Aktiv ausgenutzte Schwachstelle
Eine Schwachstelle in einem Produkt mit digitalen Elementen, bei der ein böswilliger Akteur den Fehler aktiv ausnutzt, um die Sicherheit von Nutzern oder anderen betroffenen Personen zu verletzen.
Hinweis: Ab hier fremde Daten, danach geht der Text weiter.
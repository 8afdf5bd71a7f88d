//! Bar hygiene between a provider and the rest of the pipeline.
//!
//! Providers may return bars out of order, with repeated dates, or with
//! missing and non-positive closes. Ingest sorts, drops duplicate dates
//! (first occurrence wins) and keeps bad prices as NaN so they turn into NaN
//! returns rather than silently shifting the date axis.

use super::provider::RawBar;
use crate::domain::PriceSeries;

/// What ingest changed or flagged.
#[derive(Debug, Clone, Copy, Default, PartialEq, Eq)]
pub struct IngestReport {
    pub input_rows: usize,
    pub duplicates_dropped: usize,
    pub was_unsorted: bool,
    /// Rows kept with a NaN price because the close was missing.
    pub missing_prices: usize,
    /// Rows kept with a NaN price because the close was zero or negative.
    pub non_positive_prices: usize,
}

impl IngestReport {
    pub fn is_clean(&self) -> bool {
        self.duplicates_dropped == 0 && self.missing_prices == 0 && self.non_positive_prices == 0
    }
}

/// Sort and de-duplicate bars.
pub fn clean_bars(mut bars: Vec<RawBar>) -> (Vec<RawBar>, IngestReport) {
    let mut report = IngestReport {
        input_rows: bars.len(),
        was_unsorted: bars.windows(2).any(|w| w[1].date < w[0].date),
        ..IngestReport::default()
    };

    // Stable sort keeps the first occurrence of a date in front.
    bars.sort_by_key(|b| b.date);
    let before = bars.len();
    bars.dedup_by_key(|b| b.date);
    report.duplicates_dropped = before - bars.len();

    for bar in &bars {
        let p = bar.price();
        if p.is_nan() {
            report.missing_prices += 1;
        } else if p <= 0.0 {
            report.non_positive_prices += 1;
        }
    }
    (bars, report)
}

/// Build the price series of one symbol from raw bars.
///
/// Each bar contributes its adjusted close when finite, else its close.
/// Non-positive prices become NaN.
pub fn to_price_series(symbol: &str, bars: Vec<RawBar>) -> (PriceSeries, IngestReport) {
    let (bars, report) = clean_bars(bars);
    if !report.is_clean() {
        tracing::warn!(
            symbol,
            duplicates = report.duplicates_dropped,
            missing = report.missing_prices,
            non_positive = report.non_positive_prices,
            "price data needed cleaning"
        );
    }

    let dates = bars.iter().map(|b| b.date).collect();
    let prices = bars
        .iter()
        .map(|b| {
            let p = b.price();
            if p > 0.0 {
                p
            } else {
                f64::NAN
            }
        })
        .collect();
    (PriceSeries::new(symbol, dates, prices), report)
}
Die Entdeckung einer aktiv ausgenutzten Schwachstelle löst eine Meldepflicht an das zuständige CSIRT und ENISA innerhalb von 24 Stunden aus (Art. 14(1)), mit weiteren Meldungen nach 72 Stunden und nach der Behebung.
Quellenangaben
Siehe auch
Regulierungstext
Artikel 14(1) der Verordnung (EU) 2024/2847 verpflichtet Hersteller, jede aktiv ausgenutzte Schwachstelle zu melden:
„Ein Hersteller meldet jede aktiv ausgenutzte Schwachstelle, die in dem Produkt mit digitalen Elementen enthalten ist und von der er Kenntnis erlangt, gleichzeitig dem als Koordinator benannten CSIRT... und ENISA."
Was gilt NICHT als aktive Ausnutzung
Schwachstellen, die entdeckt wurden durch:
- Gutgläubige Sicherheitstests oder -forschung
- Interne Prüfungen oder Bewertungen
- Verantwortungsvolle Offenlegung durch einen Forscher (ohne Hinweise auf böswillige Ausnutzung)
...gelten nach dem CRA nicht als aktiv ausgenutzt und lösen keine Meldepflicht nach Art. 14 aus.
Meldefristen
| Phase | Frist | Inhalt |
|---|---|---|
| Frühwarnung | Innerhalb von 24 Stunden nach Kenntnisnahme | Hinweis, dass Ausnutzung stattfindet |
| Schwachstellenmeldung | Innerhalb von 72 Stunden nach Kenntnisnahme | Art des Exploits und der Schwachstelle; Korrekturmaßnahmen |
| Abschlussbericht | ≤14 Tage nach Verfügbarkeit eines Fixes | Detaillierte Schwachstelleninformationen |
Gilt ab 11. September 2026
Die Meldepflichten nach Art. 14 gelten ab dem 11. September 2026, früher als das allgemeine CRA-Anwendungsdatum 11. Dezember 2027 (Art. 71(2)).